My own mental conversation was not the only one echoing in my ears. In the backseat of the van, my daughters, ages seven and nine, were having one of their own.

I could hear them, but I wasn’t really listening.

“Let’s make up our own cheers, Kenzie.” My oldest daughter was saying.

“Okay. Let’s use letters and then think of words that they stand for,” Kenzie replied.

I tuned them out again.

Where did I put the checkbook?

“I know. For the letter ‘O’ we can make it stand for ‘Honesty!’ ‘O’ says ‘Ahh’ so honesty is a good word! I like honesty!”

“Yeah! ‘O’ for ‘Honesty’. Good idea Kenzie!” Karly responded to her little sister.

“Honesty actually starts with an ‘H,’” I chimed in. “How about ‘Octopus,’ instead?”

“No way, Mom!” Kenzie said. “I like ‘honesty’ better.”

I looked back at the road. I never was a cheerleader. What do I know?
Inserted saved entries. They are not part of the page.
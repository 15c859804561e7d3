//! Abstract data source for the governance records.
//!
//! Implemented by [`crate::GovernanceClient`] (HTTP), by
//! [`crate::CachedSource`] (run-scoped memoization) and by test stubs.

use async_trait::async_trait;

use crate::schema::{Bundle, Goal, Policy, Project, RegisteredModel};
use crate::Result;

/// Every read the dashboard needs from the platform.
#[async_trait]
pub trait GovernanceSource: Send + Sync {
    /// All bundles visible to the caller.
    async fn fetch_bundles(&self) -> Result<Vec<Bundle>>;

    /// One policy with its stage definitions.
    async fn fetch_policy(&self, policy_id: &str) -> Result<Policy>;

    /// All projects visible to the caller.
    async fn fetch_projects(&self) -> Result<Vec<Project>>;

    /// All model registry entries.
    async fn fetch_registered_models(&self) -> Result<Vec<RegisteredModel>>;

    /// Goals of one project.
    async fn fetch_project_goals(&self, project_id: &str) -> Result<Vec<Goal>>;
}
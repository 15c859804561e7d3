//! HTTP client for the governance, project and model-registry endpoints
//!
//! One GET per call, no retry. Anything but HTTP 200 is an
//! [`ApiError::Status`]; an unreadable body is an [`ApiError::Decode`].

use async_trait::async_trait;
use reqwest::StatusCode;
use serde::de::DeserializeOwned;
use serde_json::Value;
use tracing::{debug, instrument, warn};

use crate::config::{ApiConfig, AuthScheme, API_KEY_HEADER};
use crate::error::ApiError;
use crate::schema::{Bundle, Goal, Policy, Project, RegisteredModel};
use crate::source::GovernanceSource;
use crate::Result;

/// Longest error body kept in an [`ApiError::Status`]
pub(crate) const MAX_ERROR_BODY: usize = 512;

/// Where the payload sits in a response body
#[derive(Debug, Clone, Copy, PartialEq, Eq)]
pub enum BodyField {
    /// `{"data": ...}`
    Data,
    /// `{"items": ...}`
    Items,
    /// The body itself
    Raw,
}

impl BodyField {
    /// Pull the payload out of a decoded body.
    pub fn extract(self, body: Value) -> std::result::Result<Value, serde_json::Error> {
        let key = match self {
            BodyField::Raw => return Ok(body),
            BodyField::Data => "data",
            BodyField::Items => "items",
        };
        match body {
            Value::Object(mut map) => map.remove(key).ok_or_else(|| {
                <serde_json::Error as serde::de::Error>::custom(format!("missing field `{key}`"))
            }),
            _ => Err(<serde_json::Error as serde::de::Error>::custom(format!(
                "expected an object with field `{key}`"
            ))),
        }
    }
}

/// Governance API client
#[derive(Debug, Clone)]
pub struct GovernanceClient {
    config: ApiConfig,
    http_client: reqwest::Client,
}

impl GovernanceClient {
    /// Create a new client
    pub fn new(config: ApiConfig) -> Result<Self> {
        let http_client = reqwest::Client::builder()
            .user_agent(concat!("govlens/", env!("CARGO_PKG_VERSION")))
            .timeout(config.timeout)
            .build()?;

        Ok(GovernanceClient {
            config,
            http_client,
        })
    }

    /// Create client from environment variables
    pub fn from_env() -> Result<Self> {
        Self::new(ApiConfig::from_env()?)
    }

    /// Active configuration
    pub fn config(&self) -> &ApiConfig {
        &self.config
    }

    fn authorize(&self, request: reqwest::RequestBuilder) -> reqwest::RequestBuilder {
        let key = self.config.api_key();
        match self.config.auth {
            AuthScheme::ApiKeyHeader => request.header(API_KEY_HEADER, key),
            AuthScheme::Basic => request.basic_auth(key, Some(key)),
        }
    }

    /// GET `segments` and decode the payload found under `field`.
    #[instrument(level = "debug", skip(self), fields(flavor = %self.config.flavor))]
    pub async fn get<T: DeserializeOwned>(&self, segments: &[&str], field: BodyField) -> Result<T> {
        let url = self.config.endpoint_url(segments)?;
        let endpoint = url.path().to_string();
        debug!(endpoint = %endpoint, "GET");

        let response = self.authorize(self.http_client.get(url)).send().await?;
        let status = response.status();
        if status != StatusCode::OK {
            let body = response.text().await.unwrap_or_default();
            warn!(endpoint = %endpoint, status = status.as_u16(), "unexpected status");
            return Err(ApiError::Status {
                endpoint,
                status: status.as_u16(),
                body: truncate(&body, MAX_ERROR_BODY),
            });
        }

        let bytes = response.bytes().await?;
        let decoded = serde_json::from_slice::<Value>(&bytes)
            .and_then(|body| field.extract(body))
            .and_then(serde_json::from_value::<T>);

        decoded.map_err(|source| ApiError::Decode { endpoint, source })
    }
}

#[async_trait]
impl GovernanceSource for GovernanceClient {
    async fn fetch_bundles(&self) -> Result<Vec<Bundle>> {
        self.get(self.config.flavor.bundles_path(), BodyField::Data)
            .await
    }

    async fn fetch_policy(&self, policy_id: &str) -> Result<Policy> {
        let mut segments: Vec<&str> = self.config.flavor.policies_path().to_vec();
        segments.push(policy_id);
        self.get(&segments, BodyField::Raw).await
    }

    async fn fetch_projects(&self) -> Result<Vec<Project>> {
        self.get(&["v4", "projects"], BodyField::Raw).await
    }

    async fn fetch_registered_models(&self) -> Result<Vec<RegisteredModel>> {
        self.get(&["api", "registeredmodels", "v1"], BodyField::Items)
            .await
    }

    async fn fetch_project_goals(&self, project_id: &str) -> Result<Vec<Goal>> {
        self.get(
            &["api", "projects", "v1", "projects", project_id, "goals"],
            BodyField::Raw,
        )
        .await
    }
}

pub(crate) fn truncate(body: &str, max: usize) -> String {
    if body.len() <= max {
        return body.to_string();
    }
    let mut end = max;
    while !body.is_char_boundary(end) {
        end -= 1;
    }
    format!("{}…", &body[..end])
}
“Okay, now for the letter ‘C.’ Kenzie continued, “Let’s use the word “Kind!” I looked in the rearview mirror. She was smiling and enthusiastic.

Once again I broke in to the conversation.

“Kind actually starts with a ‘K’ not a ‘C.’” I informed.

“No, it doesn’t.”

“Yes, it does.”

“No, it’ doesn’t”

“Yes, it does.”

The turn signal kept the beat.

“Well, we don’t really care. We like honesty and kindness so we’re going to use them.” Kenzie said.

I thought about it.

Whose team mascot is an Octopus, anyway?

“You know what?” I said in my best Mom Authority voice. “I like honesty and kindness too. Go for it!”

And they did. They completed their homemade cheer and happily chatted the rest of the drive home.

They may not be winning the spelling bee anytime soon. But, I’ll tell you what, I don’t really care.

Honesty and kindness trump winning in my book, anyway.

Hip. Hip. Hooray! You go girls! Let honesty and kindness be traits you always cheer about.

And who knows. Maybe I could have been a cheerleader, after all.